LIMINAR
Justiça proíbe prefeitura de Cuiabá de reduzir adicional de insalubridade de servidores
29 de Março de 2026, 07h06
Em uma decisão que atende ao pedido do Sindicato dos Servidores Públicos Municipais de Cuiabá (SISPUMC), a Justiça determinou que a Prefeitura de Cuiabá se abstenha de reduzir, suprimir ou modificar o adicional de insalubridade pago aos servidores municipais. A decisão é desta sexta-feira (27).
A decisão liminar, assinada pela juíza Laura Dorilêo Cândido, em substituição legal na 2ª Vara Especializada da Fazenda Pública da Comarca de Cuiabá, também exige que o Executivo municipal disponibilize integralmente os laudos técnicos que embasaram as mudanças.
O imbróglio teve início quando a Administração Municipal, por meio da Secretaria Municipal de Saúde, instituiu uma comissão técnica para elaborar novos laudos de insalubridade.
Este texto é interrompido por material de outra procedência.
// src/fft/core.rs

use alloc::vec;
use alloc::vec::Vec;

use super::butterfly::{butterfly, Decimation};
use crate::common::Direction;
use crate::format::ComplexCustomFloat;

/// Working set of one transform: the full-length stage vector and the two
/// half-length arrays holding the upper and lower input of each butterfly slot.
pub(crate) struct Workspace {
    pub(crate) stage: Vec<ComplexCustomFloat>,
    pub(crate) upper: Vec<ComplexCustomFloat>,
    pub(crate) lower: Vec<ComplexCustomFloat>,
}

impl Workspace {
    pub(crate) fn new(input: &[ComplexCustomFloat]) -> Self {
        let half = input.len() / 2;
        Self {
            stage: input.to_vec(),
            upper: vec![ComplexCustomFloat::default(); half],
            lower: vec![ComplexCustomFloat::default(); half],
        }
    }

    /// Loads a pair into `slot`, runs the butterfly there and writes both results back.
    #[inline]
    fn step(
        &mut self,
        top: usize,
        bottom: usize,
        slot: usize,
        w: ComplexCustomFloat,
        decimation: Decimation,
        bypass: bool,
    ) {
        self.upper[slot] = self.stage[top];
        self.lower[slot] = self.stage[bottom];

        butterfly(&mut self.upper[slot], &mut self.lower[slot], w, decimation, bypass);

        self.stage[top] = self.upper[slot];
        self.stage[bottom] = self.lower[slot];
    }
}

/// Decimation-in-frequency network.
///
/// Stage `s` splits the vector into `2^(s-1)` groups; inside a group the
/// butterfly pairs slots `span` apart, `span = N / 2^s`, and uses twiddle
/// `i * 2^(s-1)` for offset `i`.
pub(crate) fn forward_network(
    ws: &mut Workspace,
    twiddles: &[ComplexCustomFloat],
    stages: u32,
    bypass: bool,
) {
    let n = ws.stage.len();

    for s in 1..=stages {
        log::debug!("Fwd FFT stage: 0x{:02X}", s);

        let span = n >> s;
        let groups = 1usize << (s - 1);
        let group_len = n >> (s - 1);

        for g in 0..groups {
            for i in 0..span {
                let top = i + g * group_len;
                let slot = i + g * span;
                let w = twiddles[i * groups];
                ws.step(top, top + span, slot, w, Decimation::Frequency, bypass);
            }
        }
    }
}

/// Decimation-in-time network.
///
/// Stage `s` splits the vector into `N / 2^s` groups of `2^s` slots; inside a
/// group the butterfly pairs slots `2^(s-1)` apart and uses twiddle
/// `i * N / 2^s` for offset `i`. The working slot strides by the group count.
pub(crate) fn inverse_network(
    ws: &mut Workspace,
    twiddles: &[ComplexCustomFloat],
    stages: u32,
    bypass: bool,
) {
    let n = ws.stage.len();

    for s in 1..=stages {
        log::debug!("Inv FFT stage: 0x{:02X}", s);

        let half = 1usize << (s - 1);
        let groups = n >> s;
        let group_len = 1usize << s;

        for g in 0..groups {
            for i in 0..half {
                let top = i + g * group_len;
                let slot = g + i * groups;
                let w = twiddles[i * groups];
                ws.step(top, top + half, slot, w, Decimation::Time, bypass);
            }
        }
    }
}

/// Copies the half arrays left by the last stage back into `out`.
///
/// The forward network interleaves them into even/odd positions, the inverse
/// network concatenates them into the low and high halves.
pub(crate) fn complete(ws: &Workspace, direction: Direction, out: &mut [ComplexCustomFloat]) {
    let half = ws.upper.len();
    match direction {
        Direction::Forward => {
            for i in 0..half {
                out[2 * i] = ws.upper[i];
                out[2 * i + 1] = ws.lower[i];
            }
        }
        Direction::Inverse => {
            out[..half].copy_from_slice(&ws.upper);
            out[half..].copy_from_slice(&ws.lower);
        }
    }
}

#[cfg(test)]
#[path = "core_tests.rs"]
mod tests;
// src/format/arith.rs

//! Adder and multiplier of the hardware float unit.
//!
//! Both functions reproduce the datapath step by step: the shift masks, the
//! MSB seeker and the exponent constants below decide every output bit of the
//! transform and must not be simplified.

use super::float::CustomFloat;

/// Exponent correction of the multiplier: two implicit bits plus the twiddle bias.
pub const MULTIPLY_BIAS: i32 = 31;

/// Alignment shifter width: exponent differences are taken modulo 16.
const ALIGN_MASK: i32 = 0xF;
/// Exponent difference bits that mean the smaller operand is shifted out entirely.
const ALIGN_OVERFLOW_MASK: i32 = 0x30;
/// Normalizer shift amounts are 5 bits wide.
const SHIFT_MASK: u32 = 0x1F;

/// Multiplies two custom floats.
///
/// The 17-bit significands are multiplied exactly; the product is truncated to
/// 16 mantissa bits after a 16- or 17-bit shift depending on the carry into
/// bit 33. Either operand with exponent 0 gives canonical zero.
pub fn multiply(a: CustomFloat, b: CustomFloat) -> CustomFloat {
    if a.is_zero() || b.is_zero() {
        return CustomFloat::ZERO;
    }

    let sign = a.sign() ^ b.sign();
    let product = a.significand() as u64 * b.significand() as u64;

    let carry = ((product >> 33) & 1) as u32;
    let mantissa = if carry == 1 {
        (product >> 17) & 0xFFFF
    } else {
        (product >> 16) & 0xFFFF
    };

    let exponent =
        a.exponent() as i32 + b.exponent() as i32 - MULTIPLY_BIAS + carry as i32;

    CustomFloat::from_exponent(sign, exponent, mantissa as u32)
}

/// Adds `b` to `a`, or subtracts it when `subtract` is set.
pub fn add_sub(a: CustomFloat, b: CustomFloat, subtract: bool) -> CustomFloat {
    let b = if subtract { -b } else { b };

    // The operand with the larger (exponent, mantissa) anchors the result; ties keep `a`.
    let (large, small) = if a.magnitude_key() < b.magnitude_key() {
        (b, a)
    } else {
        (a, b)
    };

    let large_man = large.significand();
    let small_man = small.significand();
    let effective_sub = large.sign() != small.sign();

    let exp_diff = large.exponent() as i32 - small.exponent() as i32;
    let aligned = if exp_diff & ALIGN_OVERFLOW_MASK != 0 {
        0
    } else {
        small_man >> (exp_diff & ALIGN_MASK)
    };

    // Ordering guarantees large_man >= aligned
    let sum = if effective_sub {
        large_man - aligned
    } else {
        large_man + aligned
    };

    if sum == 0 {
        return CustomFloat::ZERO;
    }

    let msb = seek_msb(((sum >> 2) & 0xFFFF) << 16);
    let shift = !msb & SHIFT_MASK;

    let mantissa = ((sum as u64 >> 1) << shift) & 0xFFFF;

    let anchored = large.exponent() as i32 - shift as i32;
    if anchored < 0 {
        return CustomFloat::ZERO;
    }

    CustomFloat::from_exponent(large.sign(), anchored + 1, mantissa as u32)
}

/// MSB seeker: scans every bit position from 0 to 31 and keeps the highest set one.
///
/// An all-zero word reports position 0.
pub(crate) fn seek_msb(word: u32) -> u32 {
    let mut msb = 0;
    let mut scan = word;
    for position in 0..32 {
        if scan & 1 == 1 {
            msb = position;
        }
        scan >>= 1;
    }
    msb
}

#[cfg(test)]
#[path = "arith_tests.rs"]
mod tests;
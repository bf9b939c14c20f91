use std::fs::File;
use std::io::BufWriter;
use std::path::PathBuf;
use std::process::ExitCode;

use clap::{Parser, ValueEnum};
use fp23_fft::format::{complex_to_samples, samples_to_complex, SampleWidth, SAMPLE_BIAS};
use fp23_fft::io::{load_samples, write_samples, TwiddleDir};
use fp23_fft::{CustomFft, GeneratedTwiddles, OutputOrder};

#[derive(Parser, Debug)]
#[command(name = "fpfft")]
#[command(about = "Run the FP23 FFT model over fixed-point sample files", long_about = None)]
struct Cli {
    /// Transform length (power of two, 8..=262144)
    #[arg(long, short = 'n', value_name = "POINTS")]
    size: usize,
    /// Real parts, one integer per line
    re: PathBuf,
    /// Imaginary parts, one integer per line
    im: PathBuf,
    /// Output file, `re    im` per line
    output: PathBuf,
    #[arg(long, value_enum, default_value = "roundtrip")]
    mode: Mode,
    /// Output order of the forward and inverse modes
    #[arg(long, value_enum, default_value = "raw")]
    order: Order,
    /// Fixed-point output scale, defaults to 16 + log2(size)
    #[arg(long)]
    scale: Option<u32>,
    #[arg(long, value_enum, default_value = "bits16")]
    width: Width,
    /// Directory holding fp23ww_<k>.dat tables; generated in process when absent
    #[arg(long, value_name = "DIR")]
    twiddles: Option<PathBuf>,
    /// Use Taylor-refined twiddles
    #[arg(long)]
    taylor: bool,
    /// Increase log verbosity (-v debug, -vv trace)
    #[arg(short, long, action = clap::ArgAction::Count)]
    verbose: u8,
}

#[derive(Debug, Clone, Copy, ValueEnum)]
enum Mode {
    Roundtrip,
    Forward,
    Inverse,
}

#[derive(Debug, Clone, Copy, ValueEnum)]
enum Order {
    Natural,
    Raw,
}

#[derive(Debug, Clone, Copy, ValueEnum)]
enum Width {
    Bits16,
    Bits24,
}

impl From<Order> for OutputOrder {
    fn from(order: Order) -> Self {
        match order {
            Order::Natural => OutputOrder::Natural,
            Order::Raw => OutputOrder::Raw,
        }
    }
}

impl From<Width> for SampleWidth {
    fn from(width: Width) -> Self {
        match width {
            Width::Bits16 => SampleWidth::Bits16,
            Width::Bits24 => SampleWidth::Bits24,
        }
    }
}

fn init_logging(verbose: u8) {
    let mut builder = env_logger::Builder::from_env(env_logger::Env::default().default_filter_or("warn"));
    match verbose {
        0 => {}
        1 => {
            builder.filter_level(log::LevelFilter::Debug);
        }
        _ => {
            builder.filter_level(log::LevelFilter::Trace);
        }
    }
    builder.init();
}

fn run(cli: &Cli) -> Result<(), Box<dyn std::error::Error>> {
    let fft = match &cli.twiddles {
        Some(dir) => CustomFft::with_provider(cli.size, &TwiddleDir::new(dir), cli.taylor)?,
        None => CustomFft::with_provider(cli.size, &GeneratedTwiddles, cli.taylor)?,
    };
    let scale = cli.scale.unwrap_or(SAMPLE_BIAS as u32 + fft.stages());
    let order = OutputOrder::from(cli.order);

    let samples = load_samples(&cli.re, &cli.im, cli.size)?;
    let mut buffer = samples_to_complex(&samples, cli.width.into());

    match cli.mode {
        Mode::Forward => fft.forward(&mut buffer, order)?,
        Mode::Inverse => fft.inverse(&mut buffer, order)?,
        Mode::Roundtrip => {
            // Raw spectrum into the inverse network restores natural time order
            fft.forward(&mut buffer, OutputOrder::Raw)?;
            fft.inverse(&mut buffer, OutputOrder::Raw)?;
        }
    }

    let result = complex_to_samples(&buffer, scale);
    write_samples(BufWriter::new(File::create(&cli.output)?), &result)?;

    log::info!("Wrote {} samples to {} (scale {})", result.len(), cli.output.display(), scale);
    Ok(())
}

fn main() -> ExitCode {
    let cli = Cli::parse();
    init_logging(cli.verbose);

    match run(&cli) {
        Ok(()) => ExitCode::SUCCESS,
        Err(error) => {
            eprintln!("Error: {error}");
            ExitCode::FAILURE
        }
    }
}
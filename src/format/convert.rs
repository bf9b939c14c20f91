// src/format/convert.rs

//! Fixed-point boundary of the float unit.
//!
//! Negative samples are normalized from their bitwise complement, so the
//! stored magnitude of `-x` is `x - 1`; [`float_to_fix`] undoes this with
//! `-magnitude - 1`.

use alloc::vec::Vec;
use num_complex::Complex;

use super::float::{CustomFloat, SAMPLE_BIAS};
use super::ComplexCustomFloat;

/// Output is 16-bit signed.
const FIX_MAX: i32 = 0x7FFF;
const FIX_MIN: i32 = -0x7FFF - 1;

/// Width of the fixed-point samples fed to the converter.
#[derive(Debug, PartialEq, Eq, Clone, Copy, Default)]
pub enum SampleWidth {
    #[default]
    Bits16,
    Bits24,
}

impl SampleWidth {
    #[inline]
    pub fn convert(self, value: i32) -> CustomFloat {
        match self {
            SampleWidth::Bits16 => fix_to_float16(value),
            SampleWidth::Bits24 => fix_to_float24(value),
        }
    }
}

/// Shifts `magnitude` left until the marker bit `width - 1` is set, then shifts
/// the marker out. Returns the MSB position and the left-aligned fraction bits.
fn normalize(magnitude: u32, width: u32) -> Option<(u32, u32)> {
    if magnitude == 0 {
        return None;
    }
    let marker = 1u32 << (width - 1);
    let field = (1u32 << width) - 1;

    let mut word = magnitude;
    let mut shifts = 0;
    while word & marker == 0 {
        word <<= 1;
        shifts += 1;
    }
    let fraction = (word << 1) & field;

    Some((width - 1 - shifts, fraction))
}

fn fix_to_float(value: i32, width: u32) -> (bool, Option<(u32, u32)>) {
    let field = (1u32 << width) - 1;
    let sign = (value >> (width - 1)) & 1 == 1;
    let raw = if sign { !value } else { value };
    let magnitude = raw as u32 & field;
    (sign, normalize(magnitude, width))
}

/// Converts a 16-bit signed fixed-point sample. Bits above bit 15 are ignored.
///
/// A sample with MSB at position `p` gets exponent `16 + p`; a zero magnitude
/// gets exponent 0 and keeps its sign bit.
pub fn fix_to_float16(value: i32) -> CustomFloat {
    match fix_to_float(value, 16) {
        (sign, Some((position, fraction))) => {
            CustomFloat::new(sign, (SAMPLE_BIAS as u32 + position) as u8, fraction as u16)
        }
        (sign, None) => CustomFloat::new(sign, 0, 0),
    }
}

/// Converts a 24-bit signed fixed-point sample. Bits above bit 23 are ignored.
///
/// Full scale lands on the same exponent as in [`fix_to_float16`], so a 24-bit
/// sample equals the 16-bit sample `value / 256`. The mantissa keeps the top
/// 16 fraction bits.
pub fn fix_to_float24(value: i32) -> CustomFloat {
    match fix_to_float(value, 24) {
        (sign, Some((position, fraction))) => CustomFloat::new(
            sign,
            (SAMPLE_BIAS as u32 - 8 + position) as u8,
            (fraction >> 8) as u16,
        ),
        (sign, None) => CustomFloat::new(sign, 0, 0),
    }
}

/// Converts a packed float back to a 16-bit fixed-point value with `scale` fractional bits.
///
/// Results below `2^scale` flush to 0; shifts of 15 or more saturate.
pub fn float_to_fix(packed: u32, scale: u32) -> i32 {
    let value = CustomFloat::from_packed(packed);
    let diff = value.exponent() as i32 - scale as i32;

    if diff < 0 {
        return 0;
    }
    if diff & 0x30 != 0 || diff & 0xF == 0xF {
        return if value.sign() { FIX_MIN } else { FIX_MAX };
    }

    let shifted = (value.significand() as u64) << (diff & 0xF);
    let magnitude = ((shifted & 0xFFFF_0000) >> 16) as i32;

    if value.sign() { -magnitude - 1 } else { magnitude }
}

/// Converts `(re, im)` sample pairs into complex custom floats.
pub fn samples_to_complex(samples: &[(i32, i32)], width: SampleWidth) -> Vec<ComplexCustomFloat> {
    samples
        .iter()
        .map(|&(re, im)| Complex::new(width.convert(re), width.convert(im)))
        .collect()
}

/// Converts complex custom floats back into `(re, im)` fixed-point pairs.
pub fn complex_to_samples(values: &[ComplexCustomFloat], scale: u32) -> Vec<(i32, i32)> {
    values
        .iter()
        .map(|v| (float_to_fix(v.re.to_packed(), scale), float_to_fix(v.im.to_packed(), scale)))
        .collect()
}

#[cfg(test)]
#[path = "convert_tests.rs"]
mod tests;
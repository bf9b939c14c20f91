// src/common.rs

use core::fmt;

#[derive(Debug, PartialEq, Eq, Clone, Copy)]
pub enum FftError {
    UnsupportedSize(usize),
    UnsupportedDirection(char),
    UnsupportedOrder(char),
    MalformedTwiddleTable { expected: usize, found: usize },
    SizeMismatch { expected: usize, found: usize },
}

impl fmt::Display for FftError {
    fn fmt(&self, f: &mut fmt::Formatter<'_>) -> fmt::Result {
        match self {
            FftError::UnsupportedSize(n) => {
                write!(f, "FFT length {n} is not a power of two in 8..=262144")
            }
            FftError::UnsupportedDirection(c) => {
                write!(f, "Cannot calculate FFT/IFFT for direction {c:?} (use 'f' or 'i')")
            }
            FftError::UnsupportedOrder(c) => {
                write!(f, "Incorrect output order {c:?} (use 'n' or 'r')")
            }
            FftError::MalformedTwiddleTable { expected, found } => write!(
                f,
                "Twiddle table has {found} entries, at least {expected} required"
            ),
            FftError::SizeMismatch { expected, found } => write!(
                f,
                "Data buffer size {found} does not match FFT size {expected}"
            ),
        }
    }
}

#[cfg(feature = "std")]
impl std::error::Error for FftError {}

/// Which butterfly network a transform runs through.
#[derive(Debug, PartialEq, Eq, Clone, Copy)]
pub enum Direction {
    /// Decimation-in-frequency network.
    Forward,
    /// Decimation-in-time network.
    Inverse,
}

impl Direction {
    /// Parses the single-character flag used by the hardware test benches.
    pub fn from_flag(flag: char) -> Result<Self, FftError> {
        match flag {
            'f' => Ok(Direction::Forward),
            'i' => Ok(Direction::Inverse),
            other => Err(FftError::UnsupportedDirection(other)),
        }
    }
}

/// Ordering of the transform output.
#[derive(Debug, PartialEq, Eq, Clone, Copy)]
pub enum OutputOrder {
    /// Each output slot pulls from the bit-reversed slot of the network output.
    Natural,
    /// Network output as produced by the last stage.
    Raw,
}

impl OutputOrder {
    pub fn from_flag(flag: char) -> Result<Self, FftError> {
        match flag {
            'n' => Ok(OutputOrder::Natural),
            'r' => Ok(OutputOrder::Raw),
            other => Err(FftError::UnsupportedOrder(other)),
        }
    }
}

pub trait FftProcess<T> {
    fn process(
        &self,
        buffer: &mut [T],
        direction: Direction,
        order: OutputOrder,
    ) -> Result<(), FftError>;
}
A medida geraria impacto direto na remuneração dos servidores, com a possibilidade de redução dos salários. O SISPUMC ingressou com mandado de segurança coletivo, alegando que os laudos não foram disponibilizados para análise dos interessados, mesmo após solicitação formal, violando princípios constitucionais como o contraditório, a ampla defesa, a publicidade e a transparência.
Na decisão, a magistrada acolheu os argumentos do sindicato. Em sua fundamentação, ela destacou que a conduta da Prefeitura, ao tentar implementar efeitos financeiros sem a devida publicidade e sem dar aos servidores a oportunidade de se manifestarem previamente, fere dispositivos da Constituição Federal e da Lei Federal nº 9.784/99, que rege o processo administrativo.
“A produção de efeitos concretos na esfera jurídica dos administrados, especialmente quando implicar restrição de direitos ou redução de vantagens remuneratórias, exige a observância de procedimento administrativo regular, com garantia de acesso aos autos e possibilidade de manifestação”, escreveu a juíza em sua decisão.
A juíza também considerou o princípio da irreversibilidade e a natureza alimentar do adicional de insalubridade como fatores determinantes para a concessão da liminar.
“A eventual supressão do adicional de insalubridade implica redução imediata da remuneração dos servidores, tratando-se de verba de natureza alimentar, cuja diminuição pode comprometer a subsistência dos substituídos, caracterizando dano de difícil ou incerta reparação”, pontuou a magistrada.
Com a decisão, a Prefeitura de Cuiabá fica proibida de: implementar qualquer ato que reduza, suprima ou modifique o adicional de insalubridade; produzir efeitos financeiros decorrentes dos laudos técnicos enquanto eles não forem disponibilizados e realizar qualquer alteração remuneratória sem antes instaurar um procedimento administrativo formal, garantindo o contraditório e a ampla defesa.
O prefeito de Cuiabá, Abilio Brunini (PL), terá um prazo de dez dias para prestar informações sobre o caso. O Ministério Público também será ouvido antes de uma decisão final sobre o mérito da questão.